Stored items
>>>>

//! Joint solver of the leg linkage.
//!
//! Each moving joint is the intersection of two circles centered on joints
//! solved before it. The intersections are found numerically with a damped
//! least squares (Levenberg-Marquardt) iteration started from an initial
//! guess. Two circles usually cross twice, and the joint lands on whichever
//! crossing the iteration reaches from its guess. The fixed guesses do not
//! hold one crossing over a full turn, even for the canonical linkage, so
//! [`Solver::solve()`] may switch branches between nearby angles.
//! [`Solver::solve_from()`] seeds from the previous joints and stays on one.
use crate::{JointName, JointSnapshot, Lengths};
use nalgebra::{Matrix2, Point2, Vector2};
use std::f64::consts::TAU;

const MIN_DAMPING: f64 = 1e-12;

/// Solve all joint positions with the default solver.
///
/// ```
/// use jansen::{solve, Lengths};
///
/// let joints = solve(&Lengths::CANONICAL, 0.);
/// assert_eq!(joints.c, [38., 0.]);
/// assert!(joints.foot().is_some());
/// ```
pub fn solve(lengths: &Lengths, theta: f64) -> JointSnapshot {
    Solver::default().solve(lengths, theta)
}

/// Iteration budget and tolerances of the root finder.
#[cfg_attr(feature = "serde", derive(serde::Deserialize, serde::Serialize))]
#[derive(Clone, Debug, PartialEq)]
pub struct SolverCfg {
    /// Maximum number of iterations per joint
    pub max_iter: usize,
    /// Accepted distance error, relative to the larger radius
    pub residual_tol: f64,
    /// Initial damping factor
    pub damping: f64,
    /// The iteration stalls when the damping grows over this value
    pub max_damping: f64,
    /// Relative reduction of the squared error that stops the iteration
    pub ftol: f64,
    /// Relative step size that stops the iteration
    pub xtol: f64,
}

impl Default for SolverCfg {
    fn default() -> Self {
        Self {
            max_iter: 100,
            residual_tol: 1e-6,
            damping: 1e-3,
            max_damping: 1e12,
            ftol: 1e-12,
            xtol: 1e-12,
        }
    }
}

/// Joint solver.
#[derive(Clone, Debug, Default, PartialEq)]
pub struct Solver {
    cfg: SolverCfg,
}

impl Solver {
    /// Create a new solver with the given configuration.
    pub const fn new(cfg: SolverCfg) -> Self {
        Self { cfg }
    }

    /// The solver configuration.
    pub fn cfg(&self) -> &SolverCfg {
        &self.cfg
    }

    /// Solve all joint positions at the crank angle (radians).
    ///
    /// Every joint starts from a fixed guess placed relative to its first
    /// anchor, so the result only depends on the lengths and the angle.
    pub fn solve(&self, lengths: &Lengths, theta: f64) -> JointSnapshot {
        self.solve_seeded(lengths, theta, None)
    }

    /// Solve all joint positions, starting each joint from its position in
    /// a previous snapshot.
    ///
    /// Consecutive frames of an animation stay on the same crossing this
    /// way. Unresolved joints of `prev` fall back to the fixed guesses.
    pub fn solve_from(&self, lengths: &Lengths, theta: f64, prev: &JointSnapshot) -> JointSnapshot {
        self.solve_seeded(lengths, theta, Some(prev))
    }

    fn solve_seeded(
        &self,
        lengths: &Lengths,
        theta: f64,
        prev: Option<&JointSnapshot>,
    ) -> JointSnapshot {
        let Lengths {
            crank,
            coupler1,
            coupler2,
            coupler3,
            rocker1,
            rocker2,
            ternary1,
            offset_x,
            offset_y,
            ..
        } = *lengths;
        let seed = |name, guess| prev.and_then(|p| p.get(name)).unwrap_or(guess);
        let theta = theta.rem_euclid(TAU);
        let a = [0., 0.];
        let b = [offset_x, offset_y];
        let c = [crank * theta.cos(), crank * theta.sin()];
        let d = {
            let guess = seed(JointName::D, [c[0] + coupler1, c[1]]);
            self.joint(JointName::D, [c, b], [coupler1, coupler2], guess)
        };
        let e = d.and_then(|d| {
            let guess = seed(JointName::E, [d[0] + coupler3, d[1] - coupler3 / 2.]);
            self.joint(JointName::E, [d, b], [coupler3, rocker1], guess)
        });
        let f = d.zip(e).and_then(|(d, e)| {
            let guess = seed(JointName::F, [e[0] + rocker2, e[1] - rocker2]);
            self.joint(JointName::F, [e, d], [rocker2, ternary1], guess)
        });
        JointSnapshot { a, b, c, d, e, f }
    }

    fn joint(
        &self,
        name: JointName,
        centers: [[f64; 2]; 2],
        radii: [f64; 2],
        guess: [f64; 2],
    ) -> Option<[f64; 2]> {
        let [c1, c2] = centers;
        let [d1, d2] = radii;
        let p = self.pllp(c1, d1, c2, d2, guess);
        if p.is_none() {
            tracing::trace!(joint = %name, ?centers, ?radii, "joint unresolved");
        }
        p
    }

    /// Find a point at distance `d1` from `c1` and `d2` from `c2`, starting
    /// the iteration at `guess`.
    ///
    /// Return `None` if the iteration ends with a distance error over the
    /// tolerance, including when the circles do not cross at all.
    ///
    /// ```
    /// use jansen::Solver;
    ///
    /// let solver = Solver::default();
    /// let [x, y] = solver.pllp([0., 0.], 5., [8., 0.], 5., [4., 1.]).unwrap();
    /// assert!((x - 4.).abs() < 1e-6 && (y - 3.).abs() < 1e-6);
    /// assert!(solver.pllp([0., 0.], 1., [8., 0.], 1., [4., 1.]).is_none());
    /// ```
    pub fn pllp(
        &self,
        c1: [f64; 2],
        d1: f64,
        c2: [f64; 2],
        d2: f64,
        guess: [f64; 2],
    ) -> Option<[f64; 2]> {
        let SolverCfg { max_iter, residual_tol, damping, max_damping, ftol, xtol } = self.cfg;
        let c1 = Point2::from(c1);
        let c2 = Point2::from(c2);
        let residual = |p: &Point2<f64>| {
            Vector2::new(nalgebra::distance(p, &c1) - d1, nalgebra::distance(p, &c2) - d2)
        };
        let mut p = Point2::from(guess);
        let mut r = residual(&p);
        let mut cost = r.norm_squared() / 2.;
        let mut lambda = damping;
        for _ in 0..max_iter {
            let (u1, u2) = (p - c1, p - c2);
            let (n1, n2) = (u1.norm(), u2.norm());
            // The gradient is undefined on a center
            if !(n1 > 0. && n2 > 0. && cost.is_finite()) {
                break;
            }
            let jac = Matrix2::from_rows(&[(u1 / n1).transpose(), (u2 / n2).transpose()]);
            let grad = jac.tr_mul(&r);
            let hess = jac.tr_mul(&jac);
            let done = loop {
                let Some(inv) = (hess + Matrix2::identity() * lambda).try_inverse() else {
                    break true;
                };
                let step = -(inv * grad);
                let q = p + step;
                let rq = residual(&q);
                let cost_q = rq.norm_squared() / 2.;
                if cost_q < cost {
                    let converged = cost - cost_q <= ftol * cost
                        || step.norm() <= xtol * (q.coords.norm() + xtol);
                    (p, r, cost) = (q, rq, cost_q);
                    lambda = (lambda * 0.1).max(MIN_DAMPING);
                    break converged;
                }
                lambda *= 10.;
                if lambda > max_damping {
                    break true;
                }
            };
            if done {
                break;
            }
        }
        let tol = residual_tol * d1.max(d2);
        (r.x.abs() <= tol && r.y.abs() <= tol).then_some([p.x, p.y])
    }
}

#[cfg(test)]
mod tests {
    use super::*;
    use approx::assert_abs_diff_eq;

    fn dist(p: [f64; 2], q: [f64; 2]) -> f64 {
        (p[0] - q[0]).hypot(p[1] - q[1])
    }

    #[test]
    fn pllp_reaches_the_crossing_near_the_guess() {
        let solver = Solver::default();
        let up = solver.pllp([0., 0.], 5., [8., 0.], 5., [4., 2.]).unwrap();
        let down = solver.pllp([0., 0.], 5., [8., 0.], 5., [4., -2.]).unwrap();
        assert_abs_diff_eq!(up[0], 4., epsilon = 1e-9);
        assert_abs_diff_eq!(up[1], 3., epsilon = 1e-9);
        assert_abs_diff_eq!(down[0], 4., epsilon = 1e-9);
        assert_abs_diff_eq!(down[1], -3., epsilon = 1e-9);
    }

    #[test]
    fn pllp_tangent_circles() {
        let solver = Solver::default();
        let [x, y] = solver.pllp([0., 0.], 3., [5., 0.], 2., [3., 1.]).unwrap();
        assert_abs_diff_eq!(dist([x, y], [0., 0.]), 3., epsilon = 1e-5);
        assert_abs_diff_eq!(dist([x, y], [5., 0.]), 2., epsilon = 1e-5);
    }

    #[test]
    fn pllp_rejects_disjoint_and_nested_circles() {
        let solver = Solver::default();
        assert!(solver.pllp([0., 0.], 2., [10., 0.], 3., [2., 2.]).is_none());
        assert!(solver.pllp([0., 0.], 10., [1., 0.], 2., [2., 2.]).is_none());
    }

    #[test]
    fn pllp_guess_on_a_center() {
        let solver = Solver::default();
        assert!(solver.pllp([0., 0.], 5., [8., 0.], 5., [0., 0.]).is_none());
    }

    #[test]
    fn pllp_never_panics_on_bad_input() {
        let solver = Solver::default();
        assert!(solver.pllp([0., 0.], f64::NAN, [8., 0.], 5., [4., 1.]).is_none());
        assert!(solver.pllp([f64::INFINITY, 0.], 5., [8., 0.], 5., [4., 1.]).is_none());
        assert!(solver.pllp([0., 0.], 5., [8., 0.], 5., [f64::NAN, 1.]).is_none());
    }

    #[test]
    fn tight_budget_fails_to_converge() {
        let cfg = SolverCfg { max_iter: 1, ..SolverCfg::default() };
        let solver = Solver::new(cfg);
        assert!(solver.pllp([0., 0.], 5., [8., 0.], 5., [40., 30.]).is_none());
    }
}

<<<<

TASK INSTRUCTIONS —
Where the string "xtol" turns up in a line of the data above, copy that whole line.

OUTPUT BELOW —
    pub xtol: f64,
            xtol: 1e-12,
        let SolverCfg { max_iter, residual_tol, damping, max_damping, ftol, xtol } = self.cfg;
                        || step.norm() <= xtol * (q.coords.norm() + xtol);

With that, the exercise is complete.